[Seminar] Analog quantum simulation for partial differential equations: Schrodingerisation and other dilation methods

Date

2024年3月19日 (火) 10:30 12:00

Location

Center bldg, Lv B, Seminar Room B503

Description

The OIST Center for Quantum Technologies (OCQT) is delighted to invite you to the following seminar.
Language: English, no interpretation
Open to OIST Community

Speaker:

Prof. Nana Liu, Shanghai Jiao Tong University

Title:

Analog quantum simulation for partial differential equations: Schrodingerisation and other dilation methods

Abstract:

Quantum simulators were originally proposed to be helpful for simulating one partial differential equation (PDE) in particular – Schrodinger’s equation. If quantum simulators can be useful for simulating Schrodinger’s equation, it is hoped that they may also be helpful for simulating other PDEs. As with large-scale quantum systems, classical methods for other high-dimensional and large-scale PDEs often suffer from the curse-of-dimensionality (costs scale exponentially in the dimension D of the PDE), which a quantum treatment might in certain cases be able to mitigate. To enable simulation of PDEs on quantum devices that obey Schrodinger’s equations, it is crucial to first develop good methods for mapping other PDEs onto Schrodinger’s equations.
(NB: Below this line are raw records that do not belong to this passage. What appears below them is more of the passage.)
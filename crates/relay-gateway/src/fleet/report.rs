//! Fleet status report

use crate::client::ClientStatus;
use serde::Serialize;

/// Per-client statuses at one point in time, sorted by client id
#[derive(Debug, Clone, Default, Serialize)]
pub struct FleetReport {
    pub clients: Vec<(String, ClientStatus)>,
}

impl FleetReport {
    #[must_use]
    pub fn new(mut clients: Vec<(String, ClientStatus)>) -> Self {
        clients.sort_by(|a, b| a.0.cmp(&b.0));
        Self { clients }
    }

    /// Number of clients with the given status
    #[must_use]
    pub fn count(&self, status: ClientStatus) -> usize {
        self.clients.iter().filter(|(_, s)| *s == status).count()
    }

    /// Check if every client reached a terminal status
    #[must_use]
    pub fn all_terminal(&self) -> bool {
        self.clients.iter().all(|(_, s)| s.is_terminal())
    }
}

impl std::fmt::Display for FleetReport {
    fn fmt(&self, f: &mut std::fmt::Formatter<'_>) -> std::fmt::Result {
        for (i, (id, status)) in self.clients.iter().enumerate() {
            if i > 0 {
                write!(f, ", ")?;
            }
            write!(f, "{id}={status}")?;
        }
        Ok(())
    }
}
//! # relay-gateway
//!
//! Client-side protocol engine for a Discord-gateway-v9-style push endpoint:
//! zlib-stream decoding, session handshake and resume, heartbeats, reconnect
//! backoff and a fleet supervisor running many accounts side by side.

pub mod client;
pub mod codec;
pub mod dispatch;
pub mod error;
pub mod events;
pub mod fleet;
pub mod heartbeat;
pub mod protocol;
pub mod session;

pub use client::{ClientExit, ClientStatus, Credentials, GatewayClient, GatewayConfig};
pub use dispatch::{DispatchEvent, DispatchTable, HandlerError, HandlerResult};
pub use error::{GatewayError, GatewayResult};
pub use fleet::{FleetReport, FleetSupervisor};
In this talk, I will introduce the notion of Schrodingerisation: a procedure for transforming non-Schrodinger PDEs into a Schrodinger-form. This simple methodology can be used directly on analog or continuous quantum degrees of freedom – called qumodes, and not only on qubits. This continuous representation can be more natural for PDEs since, unlike most computational methods, one does not need to discretise the PDE first. In this way, we can directly map D-dimensional linear PDEs onto a (D + 1)-qumode quantum system where analog Hamiltonian simulation on (D + 1) qumodes can be used. I show how this method can also be applied to both autonomous and non-autonomous linear PDEs, certain nonlinear PDEs, nonlinear ODEs and also linear PDEs with random coefficients, which is important in uncertainty quantification.